(Entries supplied)

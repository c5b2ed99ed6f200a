//! Reconciliation loop primitives.
//!
//! This library provides the pieces shared by every gridop reconciler:
//!
//! - **Outcomes**: what a single reconcile asks of the dispatcher next
//!   (finished, run again now, run again after a delay).
//! - **Spec hashes**: stable fingerprints of materialized configuration used
//!   to decide whether a change is an upgrade.
//! - **Retry tracking**: per-key failure counting and exponential backoff for
//!   reconciles that return an error.
//!
//! # Invariants
//!
//! - All reconciles are idempotent
//! - Decisions are deterministic given the same inputs
//! - Requeues are signals to the dispatcher, never in-process sleeps

use std::collections::BTreeMap;
use std::time::{Duration, Instant};

use rand::Rng;
use sha2::{Digest, Sha256};

/// The result of a single successful reconcile.
#[derive(Debug, Clone, Copy, PartialEq, Eq)]
pub enum ReconcileOutcome {
    /// The resource is converged (or waiting on an external trigger).
    Done,

    /// Run the reconcile again as soon as possible.
    RequeueNow,

    /// Run the reconcile again after the given delay.
    RequeueAfter(Duration),
}

impl ReconcileOutcome {
    /// The delay before the next run, if one was requested.
    pub fn requeue_delay(&self) -> Option<Duration> {
        match self {
            Self::Done => None,
            Self::RequeueNow => Some(Duration::ZERO),
            Self::RequeueAfter(delay) => Some(*delay),
        }
    }
}

/// A spec hash for deterministic comparison.
///
/// Used to detect when a role's materialized configuration has changed.
#[derive(Debug, Clone, PartialEq, Eq, PartialOrd, Ord, Hash)]
pub struct SpecHash(String);

impl SpecHash {
    /// Compute a spec hash from canonical JSON.
    pub fn from_json(json: &serde_json::Value) -> Self {
        let canonical = canonical_json(json);
        let mut hasher = Sha256::new();
        hasher.update(canonical.as_bytes());
        let result = hasher.finalize();
        Self(format!("sha256:{}", hex::encode(&result[..16]))) // First 16 bytes (128 bits)
    }

    /// Compute a spec hash from canonical JSON with the named top-level
    /// fields removed.
    pub fn from_json_excluding(json: &serde_json::Value, excluded: &[&str]) -> Self {
        match json {
            serde_json::Value::Object(map) => {
                let mut trimmed = map.clone();
                for field in excluded {
                    trimmed.remove(*field);
                }
                Self::from_json(&serde_json::Value::Object(trimmed))
            }
            other => Self::from_json(other),
        }
    }

    /// Get the hash string.
    pub fn as_str(&self) -> &str {
        &self.0
    }
}

impl std::fmt::Display for SpecHash {
    fn fmt(&self, f: &mut std::fmt::Formatter<'_>) -> std::fmt::Result {
        write!(f, "{}", self.0)
    }
}

/// Produce canonical JSON (sorted keys, no extra whitespace).
fn canonical_json(value: &serde_json::Value) -> String {
    match value {
        serde_json::Value::Object(map) => {
            let mut pairs: Vec<_> = map.iter().collect();
            pairs.sort_by_key(|(k, _)| *k);
            let inner: Vec<String> = pairs
                .iter()
                .map(|(k, v)| format!("\"{}\":{}", escape_json_string(k), canonical_json(v)))
                .collect();
            format!("{{{}}}", inner.join(","))
        }
        serde_json::Value::Array(arr) => {
            let inner: Vec<String> = arr.iter().map(canonical_json).collect();
            format!("[{}]", inner.join(","))
        }
        serde_json::Value::String(s) => format!("\"{}\"", escape_json_string(s)),
        serde_json::Value::Number(n) => n.to_string(),
        serde_json::Value::Bool(b) => b.to_string(),
        serde_json::Value::Null => "null".to_string(),
    }
}

fn escape_json_string(s: &str) -> String {
    let mut out = String::with_capacity(s.len());
    for c in s.chars() {
        match c {
            '"' => out.push_str("\\\""),
            '\\' => out.push_str("\\\\"),
            '\n' => out.push_str("\\n"),
            '\r' => out.push_str("\\r"),
            '\t' => out.push_str("\\t"),
            c if c.is_control() => {
                out.push_str(&format!("\\u{:04x}", c as u32));
            }
            c => out.push(c),
        }
    }
    out
}

/// Exponential backoff configuration for failed reconciles.
#[derive(Debug, Clone)]
pub struct BackoffPolicy {
    /// Base delay for first retry.
    pub base: Duration,

    /// Maximum delay.
    pub max: Duration,

    /// Jitter factor (0.0 to 1.0).
    pub jitter: f64,
}

impl Default for BackoffPolicy {
    fn default() -> Self {
        Self {
            base: Duration::from_millis(500),
            max: Duration::from_secs(5 * 60),
            jitter: 0.2,
        }
    }
}

impl BackoffPolicy {
    /// Calculate delay for the given attempt number (1 = first retry).
    pub fn delay(&self, attempt: u32) -> Duration {
        let exponent = attempt.saturating_sub(1).min(30) as i32;
        let delay = self.base.as_millis() as f64 * 2.0_f64.powi(exponent);
        let delay = delay.min(self.max.as_millis() as f64);

        let jitter_range = delay * self.jitter.clamp(0.0, 1.0);
        let final_delay = (delay + rand_jitter(jitter_range)).max(0.0);

        Duration::from_millis(final_delay as u64)
    }
}

/// Uniform jitter in `[-range, range]`.
fn rand_jitter(range: f64) -> f64 {
    if range <= 0.0 {
        return 0.0;
    }
    rand::rng().random_range(-range..=range)
}

/// Retry tracker for failed reconciles.
#[derive(Debug, Clone)]
pub struct RetryTracker {
    /// Failures after which a key is reported as exhausted.
    max_retries: u32,

    /// Retry window duration.
    window: Duration,

    /// Tracked failures: resource_key -> (count, first_failure_time).
    failures: BTreeMap<String, (u32, Instant)>,
}

impl RetryTracker {
    /// Create a new retry tracker.
    pub fn new(max_retries: u32, window: Duration) -> Self {
        Self {
            max_retries,
            window,
            failures: BTreeMap::new(),
        }
    }

    /// Record a failure for a resource.
    ///
    /// Returns the number of consecutive failures inside the window.
    pub fn record_failure(&mut self, resource_key: &str) -> u32 {
        let now = Instant::now();

        let (count, first) = self
            .failures
            .entry(resource_key.to_string())
            .or_insert((0, now));

        // Reset if outside window
        if now.duration_since(*first) > self.window {
            *count = 0;
            *first = now;
        }

        *count += 1;
        *count
    }

    /// Number of failures currently tracked for a resource.
    pub fn attempts(&self, resource_key: &str) -> u32 {
        self.failures
            .get(resource_key)
            .map(|(count, _)| *count)
            .unwrap_or(0)
    }

    /// Check if retries are exhausted for a resource.
    pub fn is_exhausted(&self, resource_key: &str) -> bool {
        let Some((count, first)) = self.failures.get(resource_key) else {
            return false;
        };

        let now = Instant::now();
        if now.duration_since(*first) > self.window {
            return false;
        }

        *count > self.max_retries
    }

    /// Clear failure tracking for a resource (on success).
    pub fn clear(&mut self, resource_key: &str) {
        self.failures.remove(resource_key);
    }

    /// Prune expired entries.
    pub fn prune(&mut self) {
        let now = Instant::now();
        self.failures
            .retain(|_, (_, first)| now.duration_since(*first) <= self.window);
    }
}

/// Default delay before re-checking StatusHA during safe scaling.
pub const DEFAULT_STATUS_HA_RETRY: Duration = Duration::from_secs(60);

/// Default retry limit before a failing key is reported as exhausted.
pub const DEFAULT_MAX_RETRIES: u32 = 10;

/// Default retry window.
pub const DEFAULT_RETRY_WINDOW: Duration = Duration::from_secs(10 * 60); // 10 minutes

#[cfg(test)]
mod tests {
    use super::*;
    use proptest::prelude::*;

    #[test]
    fn test_spec_hash_deterministic() {
        let json1 = serde_json::json!({"b": 2, "a": 1});
        let json2 = serde_json::json!({"a": 1, "b": 2});

        let hash1 = SpecHash::from_json(&json1);
        let hash2 = SpecHash::from_json(&json2);

        assert_eq!(hash1, hash2);
        assert!(hash1.as_str().starts_with("sha256:"));
    }

    #[test]
    fn test_spec_hash_excluding_ignores_field() {
        let small = serde_json::json!({"image": "grid:1", "clusterSize": 3});
        let large = serde_json::json!({"image": "grid:1", "clusterSize": 9});
        let upgraded = serde_json::json!({"image": "grid:2", "clusterSize": 3});

        let a = SpecHash::from_json_excluding(&small, &["clusterSize"]);
        let b = SpecHash::from_json_excluding(&large, &["clusterSize"]);
        let c = SpecHash::from_json_excluding(&upgraded, &["clusterSize"]);

        assert_eq!(a, b);
        assert_ne!(a, c);
    }

    #[test]
    fn test_outcome_requeue_delay() {
        assert_eq!(ReconcileOutcome::Done.requeue_delay(), None);
        assert_eq!(
            ReconcileOutcome::RequeueNow.requeue_delay(),
            Some(Duration::ZERO)
        );
        assert_eq!(
            ReconcileOutcome::RequeueAfter(Duration::from_secs(60)).requeue_delay(),
            Some(Duration::from_secs(60))
        );
    }

    #[test]
    fn test_backoff_grows_and_caps() {
        let policy = BackoffPolicy {
            base: Duration::from_millis(100),
            max: Duration::from_secs(1),
            jitter: 0.0,
        };

        assert_eq!(policy.delay(1), Duration::from_millis(100));
        assert_eq!(policy.delay(2), Duration::from_millis(200));
        assert_eq!(policy.delay(4), Duration::from_millis(800));
        assert_eq!(policy.delay(5), Duration::from_secs(1));
        assert_eq!(policy.delay(u32::MAX), Duration::from_secs(1));
    }

    #[test]
    fn test_backoff_jitter_stays_in_band() {
        let policy = BackoffPolicy {
            base: Duration::from_millis(1000),
            max: Duration::from_secs(60),
            jitter: 0.2,
        };

        for _ in 0..100 {
            let delay = policy.delay(1);
            assert!(delay >= Duration::from_millis(800));
            assert!(delay <= Duration::from_millis(1200));
        }
    }

    #[test]
    fn test_retry_tracker() {
        let mut tracker = RetryTracker::new(3, Duration::from_secs(60));

        assert_eq!(tracker.record_failure("role/ns/a"), 1);
        assert_eq!(tracker.record_failure("role/ns/a"), 2);
        assert_eq!(tracker.record_failure("role/ns/a"), 3);
        assert!(!tracker.is_exhausted("role/ns/a"));
        assert_eq!(tracker.record_failure("role/ns/a"), 4);

        assert!(tracker.is_exhausted("role/ns/a"));
        assert!(!tracker.is_exhausted("role/ns/b"));
        assert_eq!(tracker.attempts("role/ns/a"), 4);

        tracker.clear("role/ns/a");
        assert!(!tracker.is_exhausted("role/ns/a"));
        assert_eq!(tracker.attempts("role/ns/a"), 0);
    }

    #[test]
    fn test_retry_tracker_prune_drops_expired() {
        let mut tracker = RetryTracker::new(3, Duration::from_millis(200));
        tracker.record_failure("role/ns/a");
        std::thread::sleep(Duration::from_millis(300));
        tracker.record_failure("role/ns/b");

        tracker.prune();
        assert_eq!(tracker.attempts("role/ns/a"), 0);
        assert_eq!(tracker.attempts("role/ns/b"), 1);
    }

    proptest! {
        #[test]
        fn prop_backoff_never_exceeds_max(attempt in 0u32..200, base_ms in 1u64..2_000) {
            let policy = BackoffPolicy {
                base: Duration::from_millis(base_ms),
                max: Duration::from_secs(30),
                jitter: 0.0,
            };
            prop_assert!(policy.delay(attempt) <= Duration::from_secs(30));
        }

        #[test]
        fn prop_spec_hash_ignores_key_order(a in 0i64..1000, b in "[a-z]{0,12}") {
            let first = serde_json::json!({"size": a, "name": b.clone()});
            let mut map = serde_json::Map::new();
            map.insert("name".to_string(), serde_json::json!(b));
            map.insert("size".to_string(), serde_json::json!(a));
            let second = serde_json::Value::Object(map);
            prop_assert_eq!(SpecHash::from_json(&first), SpecHash::from_json(&second));
        }
    }
}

(End Entries supplied)

■ Exercise details: Give the total number of lines in the entries that contain the word "impl", with no other words.

■ Exercise response: 6